Я нашла в себе силы лишь кивнуть в ответ. Еще мгновение – и телега скрылась за воротами. У меня перехватило дыхание. Никогда я больше ее не увижу, никогда! Это слово было страшно. И я лучше, чем кто-либо, знала его безнадежный смысл.
Мне стало так плохо, что я пошатнулась, не ощущая в себе сил стоять на ногах.
– Уведите ее в Консьержери! – приказал Порри.
Это было последнее, что я услышала. Головокружение и боль стали столь нестерпимы, что легко погасили сознание, и я словно полетела в темную бездну, даже не сопротивляясь этому ужасному полету.
Я словно плыла среди темных волн, ледяных и тяжелых, они обволакивали меня таким холодом, от которого стыла душа. Надо позвать на помощь, надо просить о спасении…
Но даже сквозь обморок я ощущала, что просить мне больше некого.
ГЛАВА ПЯТАЯ
КОНСЬЕРЖЕРИ
1В июле 1794 года тюрьмы были битком набиты, и жара стояла такая, что в камерах невозможно было дышать. Я отерла пот, выступивший на лбу, и тяжело вздохнула. Передо мной стоял завтрак – чашка молока и белый хлеб, – но эта ужасная духота отбивала охоту даже к еде. Хотелось воды, холодной, как лед… Но где ее взять?
Ко мне легкой танцующей походкой подошла соседка – креолка с Мартиники, тридцатилетняя Жозефина де Богарнэ. Я встречала эту женщину еще на островах и даже хорошо помнила ту далекую встречу. Жозефина казалась мне весьма пустой, взбалмошной и не слишком воспитанной особой, хотя я и не могла отказать ей в обаянии, привлекательности и некоторой доброте.
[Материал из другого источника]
//! Process lifecycle: wiring, signal handling, supervision, and ordered
//! teardown.
//!
//! Shutdown order: signal → root token cancelled → workers drain → DLQ
//! producer flushes and closes → HTTP server stops within its bound →
//! storage closes.

use crate::cache::OrderCache;
use crate::config::{BrokerType, Config, ConfigError, ProbeConfig};
use crate::consumer::ConsumerPool;
use crate::notifier::{notify_best_effort, NoopNotifier, Notifier, TelegramNotifier};
use crate::routes;
use crate::service::OrderService;
use crate::storage::{OrderStore, PgOrderStore};
use event_log::{
    InMemoryLog, KafkaConsumerConfig, KafkaLogConsumer, KafkaLogProducer, KafkaProducerConfig,
    LogConsumer, LogProducer,
};
use std::future::IntoFuture;
use std::sync::Arc;
use std::time::Duration;
use tokio::net::TcpListener;
use tokio::signal::unix::{signal, SignalKind};
use tokio::sync::watch;
use tokio_util::sync::CancellationToken;
use tower_http::timeout::TimeoutLayer;
use tower_http::trace::TraceLayer;
use tracing::{error, info, warn};

#[derive(Debug, thiserror::Error)]
pub enum AppError {
    #[error("configuration error: {0}")]
    Config(#[from] ConfigError),

    #[error("database error: {0}")]
    Database(#[from] sqlx::Error),

    #[error("migration error: {0}")]
    Migrate(#[from] sqlx::migrate::MigrateError),

    #[error("log client error: {0}")]
    Log(#[from] event_log::LogError),

    #[error("server error: {0}")]
    Server(String),

    #[error("emergency shutdown: all consumer workers terminated")]
    Emergency,
}

/// Run the service until a shutdown signal or a fatal condition.
pub async fn run(config: Config) -> Result<(), AppError> {
    let cancel = CancellationToken::new();
    tokio::spawn(watch_signals(cancel.clone()));

    // Storage
    let pool = crate::db::init_pool(&config.database).await?;
    sqlx::migrate!("./db/migrations").run(&pool).await?;
    info!("database migrations applied");
    let store: Arc<dyn OrderStore> = Arc::new(PgOrderStore::new(pool));

    // Cache, warmed from storage (failure logged, cache starts empty)
    let cache = Arc::new(OrderCache::new(&config.cache));
    cache.warm_up(store.as_ref()).await;

    let notifier: Arc<dyn Notifier> = if config.notifier.is_configured() {
        Arc::new(TelegramNotifier::new(
            config.notifier.telegram_bot_token.clone(),
            config.notifier.telegram_chat_id.clone(),
        ))
    } else {
        info!("no alert channel configured, critical notifications are disabled");
        Arc::new(NoopNotifier)
    };

    // Message log + DLQ producer
    let (log_consumer, dlq_producer): (Arc<dyn LogConsumer>, Arc<dyn LogProducer>) =
        match config.consumer.broker_type {
            BrokerType::Kafka => {
                info!(brokers = ?config.consumer.brokers, topic = %config.consumer.topic, "using kafka message log");
                (
                    Arc::new(KafkaLogConsumer::new(&KafkaConsumerConfig {
                        brokers: config.consumer.brokers.clone(),
                        topic: config.consumer.topic.clone(),
                        group_id: config.consumer.group_id.clone(),
                        client_id: config.consumer.client_id.clone(),
                        auto_offset_reset: "earliest".to_string(),
                    })?),
                    Arc::new(KafkaLogProducer::new(&KafkaProducerConfig {
                        brokers: config.dlq.brokers.clone(),
                        client_id: config.dlq.client_id.clone(),
                        acks: config.dlq.acks.clone(),
                        retries: config.dlq.retries,
                        linger_ms: config.dlq.linger_ms,
                        batch_size: config.dlq.batch_size,
                        compression: config.dlq.compression.clone(),
                        idempotence: config.dlq.idempotence,
                        retry_attempts: config.dlq.retry_attempts,
                        produce_retry_delay: config.dlq.produce_retry_delay,
                        event_timeout: config.dlq.event_timeout,
                        flush_timeout: config.dlq.flush_timeout,
                    })?),
                )
            }
            BrokerType::InMemory => {
                info!("using in-memory message log");
                let log = InMemoryLog::new();
                (
                    Arc::new(log.consumer(config.consumer.topic.clone(), config.consumer.group_id.clone())),
                    Arc::new(log.producer()),
                )
            }
        };

    // DB probe feeding the cache sweeper's status signal
    let (status_tx, status_rx) = watch::channel(true);
    let probe = tokio::spawn(run_db_probe(
        Arc::clone(&store),
        Arc::clone(&notifier),
        config.probe.clone(),
        status_tx,
        cancel.clone(),
    ));

    let sweeper = tokio::spawn(Arc::clone(&cache).run_sweeper(cancel.clone(), status_rx));

    // Consumer pool
    let consumer_pool = ConsumerPool::start(
        log_consumer,
        dlq_producer,
        config.dlq.topic.clone(),
        Arc::clone(&store),
        Arc::clone(&notifier),
        config.consumer.clone(),
        config.workers.clone(),
        cancel.clone(),
    );

    // HTTP server
    let service = Arc::new(OrderService::new(Arc::clone(&store), Arc::clone(&cache)));
    let router = routes::router(service)
        .layer(TraceLayer::new_for_http())
        .layer(TimeoutLayer::new(config.server.request_timeout()));

    let addr = format!("{}:{}", config.server.host, config.server.port);
    let listener = TcpListener::bind(&addr)
        .await
        .map_err(|e| AppError::Server(format!("failed to bind {addr}: {e}")))?;
    info!(addr = %addr, "server receiving requests");

    let server = tokio::spawn(run_server(
        listener,
        router,
        cancel.clone(),
        config.server.shutdown_timeout,
    ));

    // Block until something cancels the root token
    cancel.cancelled().await;
    info!("shutting down");

    let pool_clean = consumer_pool.shutdown().await;
    let server_clean = server.await.unwrap_or(false);
    let _ = probe.await;
    let _ = sweeper.await;
    store.close().await;

    if !pool_clean {
        return Err(AppError::Emergency);
    }
    if !server_clean {
        return Err(AppError::Server("server terminated unexpectedly".to_string()));
    }
    info!("shutdown complete");
    Ok(())
}

/// First interrupt or termination signal cancels the root token; the signal
/// name is logged so operators can tell who asked the process to stop.
/// Signals after the first are ignored.
async fn watch_signals(cancel: CancellationToken) {
    let mut interrupt = match signal(SignalKind::interrupt()) {
        Ok(s) => s,
        Err(e) => {
            error!(error = %e, "failed to register SIGINT handler");
            return;
        }
    };
    let mut terminate = match signal(SignalKind::terminate()) {
        Ok(s) => s,
        Err(e) => {
            error!(error = %e, "failed to register SIGTERM handler");
            return;
        }
    };

    let name = tokio::select! {
        _ = interrupt.recv() => "SIGINT",
        _ = terminate.recv() => "SIGTERM",
    };
    info!(signal = name, "shutdown signal received");
    cancel.cancel();
}

/// Ping storage on a fixed interval and publish DB health to the sweeper.
///
/// Entering the down state takes `max_checks` consecutive failures and emits
/// one critical notification; the first successful ping afterwards clears
/// the suppression and publishes recovery.
async fn run_db_probe(
    store: Arc<dyn OrderStore>,
    notifier: Arc<dyn Notifier>,
    config: ProbeConfig,
    status: watch::Sender<bool>,
    cancel: CancellationToken,
) {
    let mut failures: u32 = 0;
    let mut down = false;
    loop {
        tokio::select! {
            _ = cancel.cancelled() => return,
            _ = tokio::time::sleep(config.check_interval) => {}
        }
        match store.ping().await {
            Ok(()) => {
                if down {
                    info!("database connection restored");
                    let _ = status.send(true);
                    down = false;
                }
                failures = 0;
            }
            Err(e) => {
                failures += 1;
                warn!(failures, max = config.max_checks, error = %e, "database ping failed");
                if !down && failures >= config.max_checks {
                    error!("database is unreachable");
                    notify_best_effort(
                        notifier.as_ref(),
                        "CRITICAL ERROR — database is unreachable",
                    )
                    .await;
                    let _ = status.send(false);
                    down = true;
                }
            }
        }
    }
}

/// Serve until cancellation, then shut down gracefully within the bound.
/// Returns whether the exit was a normal shutdown.
async fn run_server(
    listener: TcpListener,
    router: axum::Router,
    cancel: CancellationToken,
    shutdown_timeout: Duration,
) -> bool {
    let graceful = axum::serve(listener, router)
        .with_graceful_shutdown(cancel.clone().cancelled_owned())
        .into_future();

    tokio::select! {
        result = graceful => match result {
            Ok(()) if cancel.is_cancelled() => {
                info!("server shutdown complete");
                true
            }
            Ok(()) => {
                error!("server exited unexpectedly");
                cancel.cancel();
                false
            }
            Err(e) => {
                error!(error = %e, "server failed");
                cancel.cancel();
                false
            }
        },
        _ = async {
            cancel.cancelled().await;
            tokio::time::sleep(shutdown_timeout).await;
        } => {
            warn!("server shutdown timed out, aborting open connections");
            true
        }
    }
}
#![allow(dead_code)]

//! Scripted fakes and fixtures shared by the integration tests.

use async_trait::async_trait;
use chrono::TimeZone;
use event_log::{InMemoryConsumer, LogConsumer, LogError, LogProducer, LogRecord, OutboundMessage};
use orders_rs::config::{BrokerType, ConsumerConfig, WorkersConfig};
use orders_rs::models::{Delivery, Item, Order, Payment};
use orders_rs::notifier::{Notifier, NotifyError};
use orders_rs::storage::{OrderStore, StoreError};
use std::borrow::Cow;
use std::collections::{HashMap, VecDeque};
use std::sync::atomic::{AtomicBool, AtomicUsize, Ordering};
use std::sync::Mutex;
use std::time::Duration;

pub fn sample_order(uid: &str) -> Order {
    Order {
        order_uid: uid.to_string(),
        track_number: "WBILMTESTTRACK".to_string(),
        entry: "WBIL".to_string(),
        delivery: Delivery {
            name: "Test Testov".to_string(),
            phone: "+9720000000".to_string(),
            zip: "2639809".to_string(),
            city: "Kiryat Mozkin".to_string(),
            address: "Ploshad Mira 15".to_string(),
            region: "Kraiot".to_string(),
            email: "test@gmail.com".to_string(),
        },
        payment: Payment {
            transaction: uid.to_string(),
            request_id: String::new(),
            currency: "USD".to_string(),
            provider: "wbpay".to_string(),
            amount: 1817.0,
            payment_dt: 1637907727,
            bank: "alpha".to_string(),
            delivery_cost: 1500.0,
            goods_total: 317.0,
            custom_fee: 0.0,
        },
        items: vec![Item {
            chrt_id: 9934930,
            track_number: "WBILMTESTTRACK".to_string(),
            price: 453.0,
            rid: "ab4219087a764ae0btest".to_string(),
            name: "Mascaras".to_string(),
            sale: 30,
            size: "0".to_string(),
            total_price: 317.0,
            nm_id: 2389212,
            brand: "Vivienne Sabo".to_string(),
            status: 202,
        }],
        locale: "en".to_string(),
        internal_signature: String::new(),
        customer_id: "test".to_string(),
        delivery_service: "meest".to_string(),
        shardkey: "9".to_string(),
        sm_id: 99,
        date_created: chrono::Utc.with_ymd_and_hms(2021, 11, 26, 6, 22, 19).unwrap(),
        oof_shard: "1".to_string(),
    }
}

pub fn sample_order_bytes(uid: &str) -> Vec<u8> {
    serde_json::to_vec(&sample_order(uid)).unwrap()
}

/// Consumer settings with short delays so retry paths run in milliseconds.
pub fn consumer_config() -> ConsumerConfig {
    ConsumerConfig {
        broker_type: BrokerType::InMemory,
        brokers: vec!["localhost:9092".to_string()],
        topic: "orders".to_string(),
        group_id: "orders".to_string(),
        client_id: "order-service".to_string(),
        save_order_retry_max: 3,
        save_order_retry_delay: Duration::from_millis(20),
        commit_retry_max: 3,
        commit_retry_delay: Duration::from_millis(10),
        event_type_errors_max: 2,
        event_type_error_retry_delay: Duration::from_millis(10),
        db_conn_check_delay: Duration::from_millis(20),
    }
}

pub fn workers_config(count: usize, restart_on_panic: bool) -> WorkersConfig {
    WorkersConfig {
        count,
        restart_on_panic,
        restart_delay: Duration::from_millis(20),
    }
}

/// One scripted outcome for a `save_order` call
#[derive(Debug, Clone, Copy)]
pub enum SaveOutcome {
    Ok,
    /// Connection-family failure: must not consume the retry budget
    Transient,
    /// Application-level failure: consumes the retry budget
    Fail,
    /// Unique violation on `order_uid`
    Duplicate,
}

/// [`OrderStore`] fake with a per-call script for `save_order`.
///
/// Unscripted calls succeed. Successful saves land in `orders` so the read
/// path can serve them.
#[derive(Default)]
pub struct ScriptedStore {
    script: Mutex<VecDeque<SaveOutcome>>,
    pub orders: Mutex<HashMap<String, Order>>,
    pub save_attempts: AtomicUsize,
    pub fail_reads: AtomicBool,
}

impl ScriptedStore {
    pub fn new() -> Self {
        Self::default()
    }

    pub fn script_saves(&self, outcomes: &[SaveOutcome]) {
        self.script.lock().unwrap().extend(outcomes.iter().copied());
    }

    pub fn insert_order(&self, order: Order) {
        self.orders.lock().unwrap().insert(order.order_uid.clone(), order);
    }

    pub fn saved_count(&self) -> usize {
        self.orders.lock().unwrap().len()
    }

    fn transient_error() -> StoreError {
        StoreError::Database(sqlx::Error::Io(std::io::Error::new(
            std::io::ErrorKind::ConnectionRefused,
            "connection refused",
        )))
    }
}

#[async_trait]
impl OrderStore for ScriptedStore {
    async fn save_order(&self, order: &Order) -> Result<(), StoreError> {
        self.save_attempts.fetch_add(1, Ordering::SeqCst);
        let outcome = self
            .script
            .lock()
            .unwrap()
            .pop_front()
            .unwrap_or(SaveOutcome::Ok);
        match outcome {
            SaveOutcome::Ok => {
                self.insert_order(order.clone());
                Ok(())
            }
            SaveOutcome::Transient => Err(Self::transient_error()),
            SaveOutcome::Fail => Err(StoreError::Database(sqlx::Error::Protocol(
                "simulated write failure".to_string(),
            ))),
            SaveOutcome::Duplicate => Err(StoreError::Database(sqlx::Error::Database(Box::new(
                FakeUniqueViolation,
            )))),
        }
    }

    async fn get_order(&self, order_uid: &str) -> Result<Order, StoreError> {
        if self.fail_reads.load(Ordering::SeqCst) {
            return Err(Self::transient_error());
        }
        self.orders
            .lock()
            .unwrap()
            .get(order_uid)
            .cloned()
            .ok_or(StoreError::NotFound)
    }

    async fn get_orders(&self, limit: i64) -> Result<Vec<Order>, StoreError> {
        let orders = self.orders.lock().unwrap();
        Ok(orders.values().take(limit.max(0) as usize).cloned().collect())
    }

    async fn ping(&self) -> Result<(), StoreError> {
        if self.fail_reads.load(Ordering::SeqCst) {
            return Err(Self::transient_error());
        }
        Ok(())
    }

    async fn close(&self) {}
}

/// Minimal `DatabaseError` reporting a Postgres unique violation
#[derive(Debug)]
pub struct FakeUniqueViolation;

impl std::fmt::Display for FakeUniqueViolation {
    fn fmt(&self, f: &mut std::fmt::Formatter<'_>) -> std::fmt::Result {
        f.write_str("duplicate key value violates unique constraint \"orders_order_uid_key\"")
    }
}

impl std::error::Error for FakeUniqueViolation {}

impl sqlx::error::DatabaseError for FakeUniqueViolation {
    fn message(&self) -> &str {
        "duplicate key value violates unique constraint \"orders_order_uid_key\""
    }

    fn code(&self) -> Option<Cow<'_, str>> {
        Some(Cow::Borrowed("23505"))
    }

    fn kind(&self) -> sqlx::error::ErrorKind {
        sqlx::error::ErrorKind::UniqueViolation
    }

    fn as_error(&self) -> &(dyn std::error::Error + Send + Sync + 'static) {
        self
    }

    fn as_error_mut(&mut self) -> &mut (dyn std::error::Error + Send + Sync + 'static) {
        self
    }

    fn into_error(self: Box<Self>) -> Box<dyn std::error::Error + Send + Sync + 'static> {
        self
    }
}

/// [`Notifier`] fake collecting every message
#[derive(Default)]
pub struct CollectingNotifier {
    messages: Mutex<Vec<String>>,
}

impl CollectingNotifier {
    pub fn new() -> Self {
        Self::default()
    }

    pub fn messages(&self) -> Vec<String> {
        self.messages.lock().unwrap().clone()
    }

    pub fn count_containing(&self, needle: &str) -> usize {
        self.messages
            .lock()
            .unwrap()
            .iter()
            .filter(|m| m.contains(needle))
            .count()
    }
}

#[async_trait]
impl Notifier for CollectingNotifier {
    async fn notify(&self, message: &str) -> Result<(), NotifyError> {
        self.messages.lock().unwrap().push(message.to_string());
        Ok(())
    }
}

/// [`LogConsumer`] wrapper whose first `failures` commits fail
pub struct FailingCommitConsumer {
    inner: InMemoryConsumer,
    failures_left: AtomicUsize,
}

impl FailingCommitConsumer {
    pub fn new(inner: InMemoryConsumer, failures: usize) -> Self {
        Self {
            inner,
            failures_left: AtomicUsize::new(failures),
        }
    }
}

#[async_trait]
impl LogConsumer for FailingCommitConsumer {
    async fn poll(&self, timeout: Duration) -> Result<Option<LogRecord>, LogError> {
        self.inner.poll(timeout).await
    }

    async fn commit(&self, record: &LogRecord) -> Result<(), LogError> {
        let left = self.failures_left.load(Ordering::SeqCst);
        if left > 0 {
            self.failures_left.store(left - 1, Ordering::SeqCst);
            return Err(LogError::Commit("simulated commit failure".to_string()));
        }
        self.inner.commit(record).await
    }

    async fn close(&self) {
        self.inner.close().await;
    }
}

/// [`LogProducer`] that refuses every message
pub struct FailingProducer;

#[async_trait]
impl LogProducer for FailingProducer {
    async fn produce(&self, _message: OutboundMessage) -> Result<(), LogError> {
        Err(LogError::Produce("simulated produce failure".to_string()))
    }

    async fn close(&self) {}
}

/// Poll `predicate` until it holds or the deadline passes.
pub async fn wait_until<F: Fn() -> bool>(predicate: F, what: &str) {
    let deadline = std::time::Instant::now() + Duration::from_secs(3);
    while std::time::Instant::now() < deadline {
        if predicate() {
            return;
        }
        tokio::time::sleep(Duration::from_millis(10)).await;
    }
    panic!("timed out waiting for {what}");
}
Разведенная, многое пережившая, болтливая и уже увядающая, она тем не менее казалась мне женщиной, которой можно довериться. Вместе с ней в тюрьме были ее дети – сын и дочь; так что наше положение было почти одинаково.
– Тот красивый блондин из мужского отделения снова просит вас выйти к нему во двор, – произнесла Жозефина, обращаясь ко мне.
Сама она находила какой-то способ проникать в мужское отделение – в Консьержери мужчин и женщин содержали раздельно – и встречаться со своими любовниками. И вот так, между делом, передавала мне слова Рене Клавьера, заключенного там же.
– Спасибо, – сказала я, подавив внутреннюю дрожь. – Я буду очень благодарна вам, Жозефина, если вы скажете ему, что я больна настолько, что не могу выйти.
– Но ведь это неправда, – заметила она. – Конечно, мне нетрудно исполнить вашу просьбу, но, честно говоря, вы многое теряете, отказываясь встречаться с этим богачом.